A Roches Essential -- Perhaps their Best Album
(5 out of 5 stars)
"Although I have a sentimental bias toward their first album, THE ROCHES, and their third, KEEP ON DOING, this album might just be their strongest of all. Their writing was never stronger, as they confronted the darker, more complex issues that they sometimes evaded for the easier laugh. Terre and Suzzy, especially, displayed a great growth in their songwriting -- "Maid of the Seas" (by Terre) and "Beautiful Love of God" (Suzzy) are among the best songs either have ever written. In addition to the fine songs, the musical arrangements are also exceptional. Earlier attempts to enrich their basic guitar/voice sound were sometimes clumsy (especially on SPEAK) but here they've found a tough, muscular, yet sympathatic accompaniment that enhances their songs. Purists, of course, will protest the presence of keyboards and drums, but this album would not have been as compelling with nothing but acoustic guitars.This was their last great album; their final one, CAN WE GO HOME NOW, released three years after A DOVE, is filled with surprisingly weak songs and listless performances.Along with THE ROCHES and KEEP ON DOING, A DOVE is an Essential Roches album."

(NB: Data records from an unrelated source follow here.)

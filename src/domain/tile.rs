/// Tile types and their properties.
/// Properties are queried via methods, not stored as flags,
/// so tile semantics are centralized here.

#[derive(Clone, Copy, PartialEq, Eq, Debug, Default)]
pub enum TileType {
    #[default]
    Empty,
    Wall,      // Solid, resolved horizontally first
    Floor,     // Solid, resolved vertically first
    Dirt,      // Floor-like + breakable
    Ladder,    // Passable; climbing is not wired into the player yet
    Spikes,    // Passable hazard
    Exit,      // Passable marker cell under the exit rectangle
    Rock,      // Floor-like, unbreakable
    Breakable, // Floor-like + breakable
    Door,      // Wall-like
}

/// Which axis a solid tile resolves first when the player overlaps it.
#[derive(Clone, Copy, PartialEq, Eq, Debug)]
pub enum SolidKind {
    FloorLike,
    WallLike,
}

impl TileType {
    /// Does this tile block the player's rectangle?
    pub fn is_solid(self) -> bool {
        self.solid_kind().is_some()
    }

    pub fn solid_kind(self) -> Option<SolidKind> {
        match self {
            TileType::Floor | TileType::Dirt | TileType::Rock | TileType::Breakable => {
                Some(SolidKind::FloorLike)
            }
            TileType::Wall | TileType::Door => Some(SolidKind::WallLike),
            _ => None,
        }
    }

    /// Can `break_tile` turn this into Empty?
    pub fn is_breakable(self) -> bool {
        matches!(self, TileType::Breakable | TileType::Dirt)
    }

    /// Does overlapping this tile hurt the player?
    pub fn is_hazard(self) -> bool {
        matches!(self, TileType::Spikes)
    }

    /// Byte code used by the binary level format.
    pub fn code(self) -> u8 {
        match self {
            TileType::Empty => 0,
            TileType::Wall => 1,
            TileType::Floor => 2,
            TileType::Dirt => 3,
            TileType::Ladder => 4,
            TileType::Spikes => 5,
            TileType::Exit => 6,
            TileType::Rock => 7,
            TileType::Breakable => 8,
            TileType::Door => 9,
        }
    }

    pub fn from_code(code: u8) -> Option<TileType> {
        Some(match code {
            0 => TileType::Empty,
            1 => TileType::Wall,
            2 => TileType::Floor,
            3 => TileType::Dirt,
            4 => TileType::Ladder,
            5 => TileType::Spikes,
            6 => TileType::Exit,
            7 => TileType::Rock,
            8 => TileType::Breakable,
            9 => TileType::Door,
            _ => return None,
        })
    }
}

#[cfg(test)]
mod tests {
    use super::*;

    #[test]
    fn solidity_classes() {
        assert_eq!(TileType::Floor.solid_kind(), Some(SolidKind::FloorLike));
        assert_eq!(TileType::Dirt.solid_kind(), Some(SolidKind::FloorLike));
        assert_eq!(TileType::Wall.solid_kind(), Some(SolidKind::WallLike));
        assert_eq!(TileType::Door.solid_kind(), Some(SolidKind::WallLike));
        for t in [TileType::Empty, TileType::Ladder, TileType::Spikes, TileType::Exit] {
            assert!(!t.is_solid(), "{t:?} should be passable");
        }
    }

    #[test]
    fn only_dirt_and_breakable_break() {
        assert!(TileType::Dirt.is_breakable());
        assert!(TileType::Breakable.is_breakable());
        assert!(!TileType::Rock.is_breakable());
        assert!(!TileType::Wall.is_breakable());
    }

    #[test]
    fn codes_are_stable() {
        for code in 0..=9u8 {
            let t = TileType::from_code(code).unwrap();
            assert_eq!(t.code(), code);
        }
        assert_eq!(TileType::from_code(42), None);
    }
}
/// Tile collision resolution for the player rectangle.
///
/// ## Attribution
///
/// After `Player::update` the player's rectangle may overlap solid cells.
/// For each overlapped cell we decide which edge caused the overlap by
/// comparing the player's PREVIOUS rectangle against the cell:
///
///   descending (vel.y > 0) and prev.bottom <= cell.top     → ground
///   ascending  (vel.y < 0) and prev.top    >= cell.bottom  → ceiling
///   moving right           and prev.right  <= cell.left    → wall (left face)
///   moving left            and prev.left   >= cell.right   → wall (right face)
///
/// Floor-like tiles try the vertical test first, wall-like tiles the
/// horizontal one; either falls back to the other axis. An overlap that
/// fits neither test (speed large enough to skip an edge) is left alone.
///
/// ## Order
///
/// Cells are visited row-major. Every test uses the player's CURRENT
/// rectangle, so a correction from an earlier cell can clear a later
/// overlap. With contradictory corrections the later cell wins.
///
/// ## Support
///
/// After all cells: a grounded player with no solid cell under the feet
/// leaves the ground (walked off a ledge, or the floor was broken).

use super::geom::Rect;
use super::grid::TileGrid;
use super::player::{Player, PLAYER_H, PLAYER_W};
use super::tile::{SolidKind, TileType};

/// Slack for the previous-edge comparisons.
const EDGE_EPS: f32 = 0.01;

/// What a single cell did to the player.
#[derive(Clone, Copy, PartialEq, Eq, Debug)]
pub enum Contact {
    None,
    Ground,
    Ceiling,
    Wall,
}

// ══════════════════════════════════════════════════════════════
// Grid pass
// ══════════════════════════════════════════════════════════════

/// Resolve the player against every solid cell it overlaps, then drop
/// support if nothing is underneath.
pub fn resolve_tiles(player: &mut Player, grid: &TileGrid) {
    for (_, _, tile, cell) in grid.tiles_overlapping(&player.bounds()) {
        resolve_tile(player, cell, tile);
    }

    if player.grounded && !grid.has_floor_below(&player.bounds()) {
        player.on_leave_ground();
    }
}

/// Hazard cells (spikes) overlapped by `rect`.
pub fn touches_hazard(grid: &TileGrid, rect: &Rect) -> bool {
    grid.tiles_overlapping(rect).iter().any(|(_, _, t, _)| t.is_hazard())
}

// ══════════════════════════════════════════════════════════════
// Single cell
// ══════════════════════════════════════════════════════════════

/// Resolve against one cell rectangle of the given type.
pub fn resolve_tile(player: &mut Player, cell: Rect, tile: TileType) -> Contact {
    let kind = match tile.solid_kind() {
        Some(k) => k,
        None => return Contact::None,
    };
    if !player.bounds().intersects(&cell) {
        return Contact::None;
    }

    match kind {
        SolidKind::FloorLike => match resolve_vertical(player, cell) {
            Contact::None => resolve_horizontal(player, cell),
            c => c,
        },
        SolidKind::WallLike => match resolve_horizontal(player, cell) {
            Contact::None => resolve_vertical(player, cell),
            c => c,
        },
    }
}

fn resolve_vertical(player: &mut Player, cell: Rect) -> Contact {
    let prev = player.prev_bounds();

    if player.vel.y > 0.0 && prev.bottom() <= cell.y + EDGE_EPS {
        player.on_collide_with_ground();
        player.pos.y = cell.y - PLAYER_H;
        return Contact::Ground;
    }
    if player.vel.y < 0.0 && prev.y >= cell.bottom() - EDGE_EPS {
        player.on_collide_with_ceiling();
        player.pos.y = cell.bottom();
        return Contact::Ceiling;
    }
    Contact::None
}

fn resolve_horizontal(player: &mut Player, cell: Rect) -> Contact {
    let prev = player.prev_bounds();

    if player.vel.x > 0.0 && prev.right() <= cell.x + EDGE_EPS {
        player.on_collide_with_wall();
        player.pos.x = cell.x - PLAYER_W;
        return Contact::Wall;
    }
    if player.vel.x < 0.0 && prev.x >= cell.right() - EDGE_EPS {
        player.on_collide_with_wall();
        player.pos.x = cell.right();
        return Contact::Wall;
    }
    Contact::None
}

// ══════════════════════════════════════════════════════════════
// Unit tests
// ══════════════════════════════════════════════════════════════

#[cfg(test)]
mod tests {
    use super::*;
    use crate::domain::geom::Vec2;
    use crate::domain::player::{PlayerInput, PlayerState, PlayerTuning};

    const DT: f32 = 1.0 / 60.0;

    fn grid_from(rows: &[&str]) -> TileGrid {
        let mut g = TileGrid::new(rows[0].len(), rows.len());
        for (y, row) in rows.iter().enumerate() {
            for (x, ch) in row.chars().enumerate() {
                let t = match ch {
                    '#' => TileType::Wall,
                    '=' => TileType::Floor,
                    '^' => TileType::Spikes,
                    'B' => TileType::Breakable,
                    _ => TileType::Empty,
                };
                g.set_tile(x as i32, y as i32, t);
            }
        }
        g
    }

    fn player_at(x: f32, y: f32) -> Player {
        Player::new(Vec2::new(x, y), PlayerTuning::default())
    }

    fn frame(p: &mut Player, g: &TileGrid, input: PlayerInput) {
        p.handle_input(input);
        p.update(DT);
        resolve_tiles(p, g);
    }

    const RIGHT: PlayerInput = PlayerInput { horizontal: 1, jump: false };
    const IDLE: PlayerInput = PlayerInput { horizontal: 0, jump: false };

    // ── single cell ──

    #[test]
    fn descending_onto_floor_snaps_to_top() {
        // Bottom at 100 before motion, moving down 5, tile top at 102
        let mut p = player_at(0.0, 100.0 - PLAYER_H);
        p.vel.y = 5.0;
        p.state = PlayerState::Falling;
        p.prev_pos = p.pos;
        p.pos.y += 5.0;

        let c = resolve_tile(&mut p, Rect::new(0.0, 102.0, 32.0, 32.0), TileType::Floor);
        assert_eq!(c, Contact::Ground);
        assert!(p.grounded);
        assert_eq!(p.vel.y, 0.0);
        assert_eq!(p.bounds().bottom(), 102.0);
        assert_eq!(p.state, PlayerState::Idle);
    }

    #[test]
    fn passable_tiles_never_correct() {
        let mut p = player_at(0.0, 0.0);
        p.vel.y = 5.0;
        p.pos.y = 5.0;
        for t in [TileType::Empty, TileType::Ladder, TileType::Spikes, TileType::Exit] {
            assert_eq!(resolve_tile(&mut p, Rect::new(0.0, 40.0, 32.0, 32.0), t), Contact::None);
        }
        assert_eq!(p.pos.y, 5.0);
    }

    #[test]
    fn wall_tile_falls_back_to_vertical() {
        // Straight down onto a wall cell: horizontal test cannot apply
        let mut p = player_at(0.0, 0.0);
        p.vel.y = 4.0;
        p.pos.y = 4.0;
        let c = resolve_tile(&mut p, Rect::new(0.0, 50.0, 32.0, 32.0), TileType::Wall);
        assert_eq!(c, Contact::Ground);
        assert_eq!(p.pos.y, 50.0 - PLAYER_H);
    }

    // ── full grid ──

    #[test]
    fn falls_and_lands_on_floor() {
        let g = grid_from(&["   ", "   ", "===", "   "]);
        let mut p = player_at(0.0, 0.0);
        for _ in 0..60 {
            frame(&mut p, &g, IDLE);
        }
        assert!(p.grounded);
        assert_eq!(p.vel.y, 0.0);
        assert_eq!(p.pos.y, 64.0 - PLAYER_H);
        assert_eq!(p.state, PlayerState::Idle);
    }

    #[test]
    fn wall_stops_walking_player() {
        let g = grid_from(&["  #", "  #", "==="]);
        let mut p = player_at(0.0, 64.0 - PLAYER_H);
        p.grounded = true;
        for _ in 0..20 {
            frame(&mut p, &g, RIGHT);
            assert!(p.bounds().right() <= 64.0);
        }
        assert_eq!(p.pos.x, 32.0);
        assert_eq!(p.vel.x, 0.0);
        assert!(p.grounded);
        assert_eq!(p.state, PlayerState::Pushing);
    }

    #[test]
    fn border_acts_as_wall() {
        let g = grid_from(&["  ", "  ", "=="]);
        let mut p = player_at(0.0, 64.0 - PLAYER_H);
        p.grounded = true;
        for _ in 0..5 {
            frame(&mut p, &g, PlayerInput { horizontal: -1, jump: false });
        }
        assert_eq!(p.pos.x, 0.0);
    }

    #[test]
    fn ceiling_stops_jump() {
        let g = grid_from(&["===", "   ", "   ", "   ", "==="]);
        let mut p = player_at(0.0, 128.0 - PLAYER_H);
        p.grounded = true;
        frame(&mut p, &g, PlayerInput { horizontal: 0, jump: true });

        let mut min_y = p.pos.y;
        for _ in 0..120 {
            frame(&mut p, &g, IDLE);
            min_y = min_y.min(p.pos.y);
        }
        assert_eq!(min_y, 32.0);
        assert!(p.grounded);
        assert_eq!(p.pos.y, 128.0 - PLAYER_H);
    }

    #[test]
    fn walking_off_ledge_starts_falling() {
        let g = grid_from(&["   ", "   ", "=  ", "   ", "   "]);
        let mut p = player_at(0.0, 64.0 - PLAYER_H);
        p.grounded = true;
        let mut frames = 0;
        while p.grounded {
            frame(&mut p, &g, RIGHT);
            frames += 1;
            assert!(frames < 20);
        }
        assert_eq!(p.state, PlayerState::Falling);
        assert_eq!(p.pos.x, 32.0);
    }

    #[test]
    fn broken_floor_drops_player() {
        let mut g = grid_from(&["  ", "  ", "BB", "  "]);
        let mut p = player_at(0.0, 64.0 - PLAYER_H);
        p.grounded = true;
        frame(&mut p, &g, IDLE);
        assert!(p.grounded);

        g.break_tile(0, 2);
        frame(&mut p, &g, IDLE);
        assert!(!p.grounded);
        assert_eq!(p.state, PlayerState::Falling);
    }

    #[test]
    fn resting_player_stays_put() {
        let g = grid_from(&["  ", "  ", "=="]);
        let mut p = player_at(0.0, 64.0 - PLAYER_H);
        p.grounded = true;
        for _ in 0..30 {
            frame(&mut p, &g, IDLE);
        }
        assert!(p.grounded);
        assert_eq!(p.pos, Vec2::new(0.0, 16.0));
    }

    #[test]
    fn spikes_are_hazards_not_floors() {
        let g = grid_from(&["  ", "^^"]);
        assert!(touches_hazard(&g, &Rect::new(0.0, 20.0, 32.0, 20.0)));
        assert!(!touches_hazard(&g, &Rect::new(0.0, 0.0, 32.0, 32.0)));
        assert!(!g.has_floor_below(&Rect::new(0.0, 0.0, 32.0, 32.0)));
    }
}
/// Keyboard state tracker.
///
/// Terminals report key presses and auto-repeat but, without the kitty
/// keyboard protocol, no releases. A key therefore counts as held until
/// `HOLD_TIMEOUT` passes without another Press/Repeat event, or until a
/// Release arrives when the terminal is known to send them.
///
/// Bindings:
///   ← → / A D        walk
///   Space / W / ↑    jump (edge-triggered)
///   P / F1           pause
///   R                restart level
///   Enter            confirm
///   Esc              back / quit
///   Ctrl+C           quit

use std::collections::HashMap;
use std::time::{Duration, Instant};

use crossterm::event::{self, poll, Event, KeyCode, KeyEvent, KeyEventKind, KeyModifiers};

use crate::domain::player::PlayerInput;

/// Long enough to bridge the initial auto-repeat delay of most terminals.
const HOLD_TIMEOUT: Duration = Duration::from_millis(160);

const LEFT_KEYS: &[KeyCode] = &[KeyCode::Left, KeyCode::Char('a'), KeyCode::Char('A')];
const RIGHT_KEYS: &[KeyCode] = &[KeyCode::Right, KeyCode::Char('d'), KeyCode::Char('D')];
const JUMP_KEYS: &[KeyCode] = &[KeyCode::Char(' '), KeyCode::Up, KeyCode::Char('w'), KeyCode::Char('W')];

/// One-shot commands outside player movement.
#[derive(Clone, Copy, PartialEq, Eq, Debug)]
pub enum Command {
    Pause,
    Restart,
    Confirm,
    Back,
    Quit,
}

pub struct InputState {
    /// Last Press/Repeat per key.
    last_active: HashMap<KeyCode, Instant>,
    /// Keys that went from released to held during the last drain.
    fresh_presses: Vec<KeyCode>,
    raw_events: Vec<KeyEvent>,
    /// Trust Release events (keyboard enhancement confirmed).
    pub honor_release: bool,
}

impl InputState {
    pub fn new() -> Self {
        InputState {
            last_active: HashMap::with_capacity(16),
            fresh_presses: Vec::with_capacity(8),
            raw_events: Vec::with_capacity(8),
            honor_release: false,
        }
    }

    /// Read every pending terminal event without blocking. Call once per
    /// rendered frame.
    pub fn drain_events(&mut self) {
        self.fresh_presses.clear();
        self.raw_events.clear();

        while poll(Duration::ZERO).unwrap_or(false) {
            if let Ok(Event::Key(key)) = event::read() {
                self.record(key, Instant::now());
            }
        }

        let now = Instant::now();
        self.last_active.retain(|_, t| now.duration_since(*t) < HOLD_TIMEOUT);
    }

    fn record(&mut self, key: KeyEvent, now: Instant) {
        self.raw_events.push(key);
        match key.kind {
            KeyEventKind::Release => {
                if self.honor_release {
                    self.last_active.remove(&key.code);
                }
            }
            _ => {
                if !self.is_held_at(key.code, now) {
                    self.fresh_presses.push(key.code);
                }
                self.last_active.insert(key.code, now);
            }
        }
    }

    pub fn any_held(&self, codes: &[KeyCode]) -> bool {
        let now = Instant::now();
        codes.iter().any(|c| self.is_held_at(*c, now))
    }

    pub fn any_pressed(&self, codes: &[KeyCode]) -> bool {
        codes.iter().any(|c| self.fresh_presses.contains(c))
    }

    /// Movement for this frame. Opposite keys cancel out.
    pub fn player_input(&self) -> PlayerInput {
        let left = self.any_held(LEFT_KEYS) as i8;
        let right = self.any_held(RIGHT_KEYS) as i8;
        PlayerInput { horizontal: right - left, jump: self.any_pressed(JUMP_KEYS) }
    }

    /// Commands pressed this frame, in event order.
    pub fn commands(&self) -> Vec<Command> {
        self.raw_events
            .iter()
            .filter(|k| k.kind != KeyEventKind::Release)
            .filter_map(command_for)
            .collect()
    }

    fn is_held_at(&self, code: KeyCode, now: Instant) -> bool {
        self.last_active
            .get(&code)
            .map(|t| now.duration_since(*t) < HOLD_TIMEOUT)
            .unwrap_or(false)
    }
}

fn command_for(key: &KeyEvent) -> Option<Command> {
    if key.modifiers.contains(KeyModifiers::CONTROL) {
        return match key.code {
            KeyCode::Char('c') | KeyCode::Char('C') => Some(Command::Quit),
            _ => None,
        };
    }
    match key.code {
        KeyCode::Char('p') | KeyCode::Char('P') | KeyCode::F(1) => Some(Command::Pause),
        KeyCode::Char('r') | KeyCode::Char('R') => Some(Command::Restart),
        KeyCode::Enter => Some(Command::Confirm),
        KeyCode::Esc => Some(Command::Back),
        _ => None,
    }
}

High-Quality, Sophisticated Folk-Rock Music
(4 out of 5 stars)
"I have to agree with the Rolling Stone Review, and partially disagree with the "music fan", who is actually in the majority of Roches fans who favor their pure folk-music efforts. Also, this album was "treading water", because of its stylistic similiarity to their previous folk-rock album, "Speak". But as a fan of classic rock & pop music, I find both albums to be great listens. More mature, melodic, and powerful than their early folk-music efforts, "A Dove" has many excellent songs on it which are beautifully sung. The beauty of the Roches' singing, as always, is worth the price of the CD alone. The production is excellent, with diverse arrangements perfectly complementing the melodies and gist of the lyrics. Some of the songs have a great up-tempo power to them that the folk-music albums lack. As for the lyrics, they are intelligent and engaging; sometimes serious, sometimes humorous. Anyone who has loved and lost can identify with these songs. The melodies are well-crafted, with catchy hooks or haunting chords that stay in your head for days at a time. As always, The Roches create a unique and singular musical experience to be cherished. "Beautiful Love of God" is one of the most beautiful songs ever, even if you don't believe in God, because of spectacular chord changes and a hauntingly beautiful and spare arrangement, featuring whistling. Few people in this world can make music as beautifully and powerfully melodic such as this. Must be heard to be believed!"
Depressing in a good way
edg16 | Arlington, VA USA | 06/13/2001
(5 out of 5 stars)
"The Roches' off-key singing is a taste well worth acquiring. "A Dove" is the best place for novices to start. It finds the perfect middle ground between their acoustic debut and their failed attempt at technopop, "Another World." The increased emphasis on melody brings them slightly closer to the mainstream without sacrificing any of their personality. The opening song, "Ing," sounds like a conventional pop song until the chorus, which uses vocal sampling similar to that in Lindsey Buckingham's "Don't Look Down." "Somebody's Gonna Have To Be Me" does just the opposite: the verses are full of unexpected stops and starts, before a guitar solo brings everything into focus.I'll admit the album as a whole is a bit of a downer, but that's part of what makes it so compelling. A sense of melancholy prevails, from the disappointment expressed in "Expecting Your Love" to the urban paranoia of "Too Tough Hide" (the most rocking track, with guitar borrowed from Heart's "Barracuda.") The mood never really lifts until the country-flavored 2/4 stomp "You're The Two." Youngest sister Suzzy contributes the only throwaway, "Troubled Love," but give her credit for "Beautiful Love of God," the album's most moving song."